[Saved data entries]

>>>

use crate::model::{Ms, MINUTE_MS};

/// Base quantum for durations and slot starts.
pub const SLOT_MINUTES: i64 = 30;
pub const SLOT_MS: Ms = SLOT_MINUTES * MINUTE_MS;

/// Longest bookable interval.
pub const MAX_DURATION_MINUTES: i64 = 120;

/// Upper bound on occurrences produced by one recurring pattern.
pub const MAX_OCCURRENCES: usize = 90;

pub const MAX_ROOMS: usize = 10_000;
pub const MAX_BOOKINGS_PER_ROOM: usize = 100_000;
pub const MAX_POLICIES_PER_ROOM: usize = 64;

pub const MAX_NAME_LEN: usize = 191;
pub const MAX_CAPACITY: u32 = 10_000;
pub const MAX_LEAD_TIME_HOURS: u32 = 8_760;

/// Percent penalties are hundredths of a percent, capped at 100.00.
pub const MAX_PERCENT_PENALTY: u32 = 10_000;

/// 2000-01-01T00:00:00Z and 2100-01-01T00:00:00Z.
pub const MIN_VALID_TIMESTAMP_MS: Ms = 946_684_800_000;
pub const MAX_VALID_TIMESTAMP_MS: Ms = 4_102_444_800_000;

/// Widest `start_date..end_date` accepted for a recurring pattern.
pub const MAX_RECURRENCE_RANGE_DAYS: i64 = 3_660;
pub mod audit;
pub mod auth;
pub mod calendar;
pub mod clock;
pub mod config;
pub mod engine;
pub mod export;
pub mod limits;
pub mod maintenance;
pub mod model;
pub mod observability;
pub mod sql;
pub mod tls;
pub mod wal;
pub mod wire;
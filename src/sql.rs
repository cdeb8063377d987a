use chrono::{NaiveDate, NaiveTime};
use sqlparser::ast::{
    self, AssignmentTarget, Expr, FromTable, ObjectNamePart, SetExpr, Statement, TableFactor,
    TableObject, Value, ValueWithSpan,
};
use sqlparser::dialect::PostgreSqlDialect;
use sqlparser::parser::Parser;
use ulid::Ulid;

use crate::calendar::{parse_date, parse_time};
use crate::engine::{NewPolicy, PolicyChanges, RoomChanges};
use crate::model::*;

const ROOM_COLUMNS: &[&str] = &["id", "name", "capacity", "status"];
const BOOKING_COLUMNS: &[&str] = &["id", "user_id", "room_id", "date", "time", "duration"];
const RECURRING_COLUMNS: &[&str] = &[
    "id",
    "user_id",
    "room_id",
    "recurrence_type",
    "days_of_week",
    "start_date",
    "end_date",
    "start_time",
    "duration",
];
const POLICY_COLUMNS: &[&str] = &[
    "id",
    "room_id",
    "name",
    "lead_time_hours",
    "penalty_type",
    "penalty_value",
    "active",
];

#[derive(Debug, Clone, PartialEq)]
pub enum RoomFilter {
    Id(Ulid),
    /// Case-insensitive name substring; `None` lists everything.
    Name(Option<String>),
}

#[derive(Debug, Clone, Copy, PartialEq)]
pub enum BookingFilter {
    Id(Ulid),
    Room(Ulid),
    User(Ulid),
    Reservation(Ulid),
}

#[derive(Debug, Clone, Copy, PartialEq)]
pub enum ReservationFilter {
    Id(Ulid),
    Room(Ulid),
}

#[derive(Debug, Clone, Copy, PartialEq, Eq)]
pub enum ExportFormat {
    Ics,
    Google,
}

/// Parsed command from SQL input.
#[derive(Debug, PartialEq)]
pub enum Command {
    InsertRoom {
        id: Ulid,
        name: String,
        capacity: u32,
        status: RoomStatus,
    },
    UpdateRoom {
        id: Ulid,
        changes: RoomChanges,
    },
    DeleteRoom {
        id: Ulid,
    },
    InsertBooking {
        id: Ulid,
        user_id: Ulid,
        room_id: Ulid,
        date: NaiveDate,
        time: NaiveTime,
        duration: i64,
    },
    UpdateBooking {
        id: Ulid,
        user_id: Ulid,
        date: NaiveDate,
        time: NaiveTime,
        duration: i64,
    },
    DeleteBooking {
        id: Ulid,
        user_id: Ulid,
    },
    InsertRecurringReservation {
        id: Ulid,
        user_id: Ulid,
        room_id: Ulid,
        recurrence_type: RecurrenceType,
        weekdays: Vec<i64>,
        start_date: NaiveDate,
        end_date: NaiveDate,
        start_time: NaiveTime,
        duration: i64,
    },
    InsertPolicy {
        policy: NewPolicy,
    },
    UpdatePolicy {
        id: Ulid,
        changes: PolicyChanges,
    },
    DeletePolicy {
        id: Ulid,
    },
    SelectRooms {
        public_only: bool,
        filter: RoomFilter,
    },
    SelectBookings {
        filter: BookingFilter,
    },
    SelectRecurringReservations {
        filter: ReservationFilter,
    },
    SelectPolicies {
        room_id: Ulid,
        active_only: bool,
    },
    SelectAvailableSlots {
        room_id: Ulid,
        date: NaiveDate,
        duration: i64,
        exclude_booking_id: Option<Ulid>,
    },
    SelectAvailability {
        room_id: Ulid,
        date: NaiveDate,
        time: NaiveTime,
        duration: i64,
        exclude_booking_id: Option<Ulid>,
    },
    SelectBookingExport {
        booking_id: Ulid,
        format: ExportFormat,
        host: Option<String>,
    },
}

pub fn parse_sql(sql: &str) -> Result<Command, SqlError> {
    let dialect = PostgreSqlDialect {};
    let stmts = Parser::parse_sql(&dialect, sql).map_err(|e| SqlError::Parse(e.to_string()))?;
    let Some(stmt) = stmts.first() else {
        return Err(SqlError::Empty);
    };

    match stmt {
        Statement::Insert(insert) => parse_insert(insert),
        Statement::Update {
            table,
            assignments,
            selection,
            ..
        } => parse_update(&table.relation, assignments, selection),
        Statement::Delete(delete) => parse_delete(delete),
        Statement::Query(query) => parse_select(query),
        other => Err(SqlError::Unsupported(format!("{other}"))),
    }
}

/// Table a SELECT reads from, without resolving its filters. Bound
/// parameters may still be placeholders here.
pub fn select_table(sql: &str) -> Option<String> {
    let stmts = Parser::parse_sql(&PostgreSqlDialect {}, sql).ok()?;
    let Some(Statement::Query(query)) = stmts.first() else {
        return None;
    };
    let SetExpr::Select(select) = query.body.as_ref() else {
        return None;
    };
    let from = select.from.first()?;
    table_factor_name(&from.relation).ok()
}

// ── INSERT ────────────────────────────────────────────────────

/// One VALUES row keyed by column name. Without a column list the table's
/// default column order applies.
struct Row<'a> {
    table: &'static str,
    columns: Vec<String>,
    values: &'a [Expr],
}

impl<'a> Row<'a> {
    fn new(
        table: &'static str,
        defaults: &[&str],
        insert: &ast::Insert,
        values: &'a [Expr],
    ) -> Result<Self, SqlError> {
        let columns: Vec<String> = if insert.columns.is_empty() {
            defaults.iter().map(|c| c.to_string()).collect()
        } else {
            insert.columns.iter().map(|c| c.value.to_lowercase()).collect()
        };
        if values.len() < columns.len() {
            return Err(SqlError::WrongArity(table, columns.len(), values.len()));
        }
        Ok(Self {
            table,
            columns,
            values,
        })
    }

    fn get(&self, column: &str) -> Option<&'a Expr> {
        let idx = self.columns.iter().position(|c| c == column)?;
        self.values.get(idx).filter(|e| !is_null(e))
    }

    fn require(&self, column: &'static str) -> Result<&'a Expr, SqlError> {
        self.get(column).ok_or(SqlError::MissingColumn(self.table, column))
    }
}

fn parse_insert(insert: &ast::Insert) -> Result<Command, SqlError> {
    let table = insert_table_name(insert)?;
    let rows = extract_insert_rows(insert)?;
    if rows.len() > 1 {
        return Err(SqlError::Unsupported("multi-row INSERT".into()));
    }
    let values = &rows[0];

    match table.as_str() {
        "rooms" => {
            let row = Row::new("rooms", ROOM_COLUMNS, insert, values)?;
            let status = match row.get("status") {
                Some(e) => parse_room_status(e)?,
                None => RoomStatus::Available,
            };
            Ok(Command::InsertRoom {
                id: parse_ulid(row.require("id")?)?,
                name: parse_string(row.require("name")?)?,
                capacity: parse_u32(row.require("capacity")?)?,
                status,
            })
        }
        "bookings" => {
            let row = Row::new("bookings", BOOKING_COLUMNS, insert, values)?;
            Ok(Command::InsertBooking {
                id: parse_ulid(row.require("id")?)?,
                user_id: parse_ulid(row.require("user_id")?)?,
                room_id: parse_ulid(row.require("room_id")?)?,
                date: parse_date_expr(row.require("date")?)?,
                time: parse_time_expr(row.require("time")?)?,
                duration: parse_i64(row.require("duration")?)?,
            })
        }
        "recurring_reservations" => {
            let row = Row::new("recurring_reservations", RECURRING_COLUMNS, insert, values)?;
            let recurrence_type = match row.get("recurrence_type") {
                Some(e) => {
                    let s = parse_string(e)?;
                    RecurrenceType::parse(&s)
                        .ok_or_else(|| SqlError::Parse(format!("bad recurrence_type: {s}")))?
                }
                None => RecurrenceType::Weekly,
            };
            Ok(Command::InsertRecurringReservation {
                id: parse_ulid(row.require("id")?)?,
                user_id: parse_ulid(row.require("user_id")?)?,
                room_id: parse_ulid(row.require("room_id")?)?,
                recurrence_type,
                weekdays: parse_weekdays(row.require("days_of_week")?)?,
                start_date: parse_date_expr(row.require("start_date")?)?,
                end_date: parse_date_expr(row.require("end_date")?)?,
                start_time: parse_time_expr(row.require("start_time")?)?,
                duration: parse_i64(row.require("duration")?)?,
            })
        }
        "cancellation_policies" => {
            let row = Row::new("cancellation_policies", POLICY_COLUMNS, insert, values)?;
            let penalty = parse_penalty(
                row.get("penalty_type").map(parse_string).transpose()?,
                row.get("penalty_value").map(parse_u32).transpose()?,
            )?;
            let active = match row.get("active") {
                Some(e) => parse_bool(e)?,
                None => true,
            };
            Ok(Command::InsertPolicy {
                policy: NewPolicy {
                    id: parse_ulid(row.require("id")?)?,
                    room_id: parse_ulid(row.require("room_id")?)?,
                    name: parse_string(row.require("name")?)?,
                    lead_time_hours: parse_u32(row.require("lead_time_hours")?)?,
                    penalty,
                    active,
                },
            })
        }
        _ => Err(SqlError::UnknownTable(table)),
    }
}
use ulid::Ulid;

use crate::model::*;

use super::EngineError;

/// First live booking overlapping `span`, skipping `exclude`.
pub(crate) fn first_overlap(rs: &RoomState, span: &Span, exclude: Option<Ulid>) -> Option<Ulid> {
    rs.overlapping(span)
        .filter(|b| Some(b.id) != exclude)
        .find(|b| overlaps(b.span.start, b.span.end, span.start, span.end))
        .map(|b| b.id)
}

/// Re-check run under the room's write lock before any booking is written.
///
/// The overlap scan is the guarantee. The exact-slot lookup mirrors the
/// uniqueness constraint on `(room, start, end)` and can only fire if the
/// scan were bypassed.
pub(crate) fn check_no_conflict(
    rs: &RoomState,
    span: &Span,
    exclude: Option<Ulid>,
) -> Result<(), EngineError> {
    if let Some(id) = first_overlap(rs, span, exclude) {
        metrics::counter!(crate::observability::CONFLICTS_TOTAL).increment(1);
        return Err(EngineError::Conflict(Some(id)));
    }
    if let Some(dup) = exact_duplicate(rs, span, exclude) {
        metrics::counter!(crate::observability::CONFLICTS_TOTAL).increment(1);
        return Err(EngineError::Conflict(Some(dup)));
    }
    Ok(())
}

fn exact_duplicate(rs: &RoomState, span: &Span, exclude: Option<Ulid>) -> Option<Ulid> {
    let from = rs.bookings.partition_point(|b| b.span.start < span.start);
    rs.bookings[from..]
        .iter()
        .take_while(|b| b.span.start == span.start)
        .find(|b| b.span.end == span.end && Some(b.id) != exclude)
        .map(|b| b.id)
}

/// Spans within one batch must not overlap each other either.
pub(crate) fn check_batch_disjoint(spans: &[Span]) -> Result<(), EngineError> {
    let mut sorted: Vec<Span> = spans.to_vec();
    sorted.sort_by_key(|s| s.start);
    for pair in sorted.windows(2) {
        if pair[0].overlaps(&pair[1]) {
            return Err(EngineError::Conflict(None));
        }
    }
    Ok(())
}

<<<

# [ABOUT THIS EXERCISE]
Look above for the line holding "b.span.start == span.start)". Print it and every line after it, exactly, through the line holding "pub(crate) fn check_batch_disjoint(spans: &[Span])".

# [EXPECTED ANSWER]
        .take_while(|b| b.span.start == span.start)
        .find(|b| b.span.end == span.end && Some(b.id) != exclude)
        .map(|b| b.id)
}

/// Spans within one batch must not overlap each other either.
pub(crate) fn check_batch_disjoint(spans: &[Span]) -> Result<(), EngineError> {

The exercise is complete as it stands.